How we made it to the Olympics... thank you to those below
With only a month to go until the London marathon, and thoughts of the 1000's of women in the depths of their training preparing for race day, I was reminded of an article I once read in runner's world. It documented the quite awe-inspiring (and recent) battle women have had to fight to be considered eligible in the long distance running stakes.
Inspired by the note on her returned race entry form explaining that women were not physically capable of running 26.2 miles, Roberta Gibb made a stand. Wearing only a black bathing suit, Roberta hid in the bushes at the start line of the 1972 Boston marathon (the most famous marathon other than the Olympics) so she could, in the very least, start the race she had intended to finish.
The following year, revolt – this time in the form of Katherine Switzer, made an appearance at the marathon. By entering using only her initials and avoiding a pre-race medical by sending her coach to vouch for her with a medical certificate, K Switzer received her number and status as an official race member. A mere four miles in, when local press recognised a women’s presence in this ‘man’s’ domain, race officials charged after Katherine to remove her from the race.
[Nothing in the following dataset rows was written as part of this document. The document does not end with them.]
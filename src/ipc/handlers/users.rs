use crate::ipc::error::ok;
use crate::ipc::helpers::{
    bad_params, not_found, public_user, require_permission, require_store, required_str,
    resolve_actor, write_failed,
};
use crate::ipc::types::{AppState, Request};
use crate::permissions::Action;
use crate::store::Collection;
use serde_json::{json, Value};

fn handle_list(state: &mut AppState, req: &Request) -> serde_json::Value {
    let store = match require_store(state) {
        Ok(s) => s,
        Err(e) => return e.response(&req.id),
    };
    let users: Vec<Value> = store
        .collection(Collection::Users)
        .into_iter()
        .map(public_user)
        .collect();
    let total = users.len();
    ok(&req.id, json!({ "users": users, "total": total }))
}

fn handle_get(state: &mut AppState, req: &Request) -> serde_json::Value {
    let out = require_store(state).and_then(|store| {
        let id = required_str(&req.params, "id")?;
        store
            .find(Collection::Users, &id)
            .map(public_user)
            .ok_or_else(|| not_found("user not found"))
    });
    match out {
        Ok(user) => ok(&req.id, json!({ "user": user })),
        Err(e) => e.response(&req.id),
    }
}

/// Users may edit their own profile; changing someone else, or touching
/// role/email/password, needs the admin capability.
fn handle_update(state: &mut AppState, req: &Request) -> serde_json::Value {
    let actor = match resolve_actor(state, &req.params) {
        Ok(a) => a,
        Err(e) => return e.response(&req.id),
    };
    let out = require_store(state).and_then(|store| {
        let id = required_str(&req.params, "id")?;
        let mut patch = req
            .params
            .get("patch")
            .and_then(Value::as_object)
            .cloned()
            .ok_or_else(|| bad_params("missing patch object"))?;
        for key in ["id", "createdAt"] {
            patch.remove(key);
        }

        let touches_privileged = ["role", "email", "password"]
            .iter()
            .any(|k| patch.contains_key(*k));
        if actor.id != id || touches_privileged {
            require_permission(&actor, Action::ManageUsers, None)?;
        }

        let updated = store
            .update(Collection::Users, &id, &Value::Object(patch))
            .map_err(write_failed)?
            .ok_or_else(|| not_found("user not found"))?;
        Ok(public_user(updated))
    });
    match out {
        Ok(user) => ok(&req.id, json!({ "user": user })),
        Err(e) => e.response(&req.id),
    }
}

pub fn try_handle(state: &mut AppState, req: &Request) -> Option<serde_json::Value> {
    match req.method.as_str() {
        "users.list" => Some(handle_list(state, req)),
        "users.get" => Some(handle_get(state, req)),
        "users.update" => Some(handle_update(state, req)),
        _ => None,
    }
}
impl ArchiveFormat {
    /// File extension, without the dot.
    pub fn extension(&self) -> &'static str {
        match self {
            ArchiveFormat::Json => "json",
            ArchiveFormat::Zip => "zip",
        }
    }

    /// MIME type for downloads.
    pub fn content_type(&self) -> &'static str {
        match self {
            ArchiveFormat::Json => "application/json",
            ArchiveFormat::Zip => "application/zip",
        }
    }

    /// Format for a file extension (case-insensitive).
    pub fn from_extension(ext: &str) -> Option<Self> {
        if ext.eq_ignore_ascii_case("json") {
            Some(ArchiveFormat::Json)
        } else if ext.eq_ignore_ascii_case("zip") {
            Some(ArchiveFormat::Zip)
        } else {
            None
        }
    }

    /// Sniff the container form from its leading bytes.
    pub fn detect(bytes: &[u8]) -> Self {
        // Local file header, or end-of-central-directory for an empty zip.
        if bytes.starts_with(b"PK\x03\x04") || bytes.starts_with(b"PK\x05\x06") {
            ArchiveFormat::Zip
        } else {
            ArchiveFormat::Json
        }
    }
}

/// A binary file bundled alongside the document.
#[derive(Debug, Clone, PartialEq, Eq)]
pub struct Asset {
    /// Path relative to the installation root, e.g. `uploads/points/a.jpg`
    pub path: String,
    pub bytes: Vec<u8>,
}

impl Asset {
    pub fn new(path: impl Into<String>, bytes: Vec<u8>) -> Self {
        Self {
            path: path.into(),
            bytes,
        }
    }
}
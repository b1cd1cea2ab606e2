//! Waymark Server binary.

use tracing_subscriber::{layer::SubscriberExt, util::SubscriberInitExt};
use waymark_server::{app, config::Config, db, AppState};

#[tokio::main]
async fn main() -> Result<(), Box<dyn std::error::Error>> {
    // Initialize tracing
    tracing_subscriber::registry()
        .with(
            tracing_subscriber::EnvFilter::try_from_default_env()
                .unwrap_or_else(|_| "waymark_server=debug,tower_http=debug".into()),
        )
        .with(tracing_subscriber::fmt::layer())
        .init();

    // Load configuration
    dotenvy::dotenv().ok();
    let config = Config::from_env()?;

    tracing::info!("Starting Waymark Server on {}:{}", config.host, config.port);

    // Create database pool
    let pool = db::create_pool(&config.database_url, 5).await?;

    // Run migrations
    tracing::info!("Running database migrations...");
    db::run_migrations(&pool).await?;

    let addr = format!("{}:{}", config.host, config.port);
    tracing::info!(
        backup_dir = %config.backup_dir.display(),
        upload_root = %config.upload_root.display(),
        "Storage locations"
    );

    // Build application state and router
    let state = AppState::new(pool, config).await?;
    let router = app(state);

    // Start server
    let listener = tokio::net::TcpListener::bind(&addr).await?;
    tracing::info!("Server listening on {}", addr);

    axum::serve(listener, router).await?;

    Ok(())
}
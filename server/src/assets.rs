//! Asset tree IO: point images under the installation root.
//!
//! Export reads the files referenced by point `image_path` values (and their
//! thumbnails) into memory for bundling. Restore writes decoded bundle
//! entries back. Both sides go through [`archive::asset_path`], so nothing
//! outside `uploads/points/` is ever read or written.

use crate::error::Result;
use std::collections::BTreeSet;
use std::io::ErrorKind;
use std::path::Path;
use tokio::fs;
use waymark_engine::archive::{self, Asset};
use waymark_engine::Snapshot;

/// Read every asset referenced by the snapshot's points.
///
/// Images outside the asset tree (remote URLs, foreign paths) are not
/// bundled. Missing files are logged and skipped.
pub async fn collect(root: &Path, snapshot: &Snapshot) -> Result<Vec<Asset>> {
    let mut wanted = BTreeSet::new();
    for record in snapshot.entities.points() {
        let Some(image) = record.fields.image_path.as_deref() else {
            continue;
        };
        if archive::asset_path(image).is_err() {
            tracing::debug!(image, "Image outside the asset tree, not bundled");
            continue;
        }
        wanted.insert(image.to_string());
        if let Some(thumb) = archive::thumbnail_path(image) {
            wanted.insert(thumb);
        }
    }

    let mut assets = Vec::with_capacity(wanted.len());
    for path in wanted {
        let relative = archive::asset_path(&path)?;
        match fs::read(root.join(&relative)).await {
            Ok(bytes) => assets.push(Asset::new(path, bytes)),
            Err(e) if e.kind() == ErrorKind::NotFound => {
                tracing::warn!(asset = %path, "Referenced asset missing on disk, skipping");
            }
            Err(e) => return Err(e.into()),
        }
    }

    tracing::debug!(count = assets.len(), "Collected assets");
    Ok(assets)
}

/// Write decoded assets below `root`, creating directories as needed.
///
/// Returns the number of files written. Files are not part of the database
/// transaction and stay on disk if the restore later fails.
pub async fn extract(root: &Path, assets: &[Asset]) -> Result<usize> {
    for asset in assets {
        let relative = archive::asset_path(&asset.path)?;
        let target = root.join(relative);
        if let Some(parent) = target.parent() {
            fs::create_dir_all(parent).await?;
        }
        fs::write(&target, &asset.bytes).await?;
    }

    if !assets.is_empty() {
        tracing::info!(count = assets.len(), root = %root.display(), "Extracted assets");
    }
    Ok(assets.len())
}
Inching forward, later in 1972, the American athletic authorities ruled that whilst women could in fact manage long distance running and participate in a marathon, they would have to start 10 minutes before the men, efectively in a separate race. That year the six female entrants heroically lay down as the ‘women’s’ gun sounded, awaiting the start of the ‘male’ race where they rose and ran alongside the men.
The defining moment(s)…
Victory, otherwise known as Grete Waitz, who was known for her perfomance ability at middle distances made it to New York to tackle new ground, 26.2 miles of it, in 1978. After having only ever run 13 miles, Grete’s victory that followed was even more prolific; winning her first ever marathon with a new world record of 2.32.30. Not only did Grete change the way women were seen and associated with long distance running, she also went on to beat her personal best, and world records for the next two years.
In 1981, after many inspirational and courageous acts, and a persistance that can only be revered, the women’s marathon was made an official Olympic event.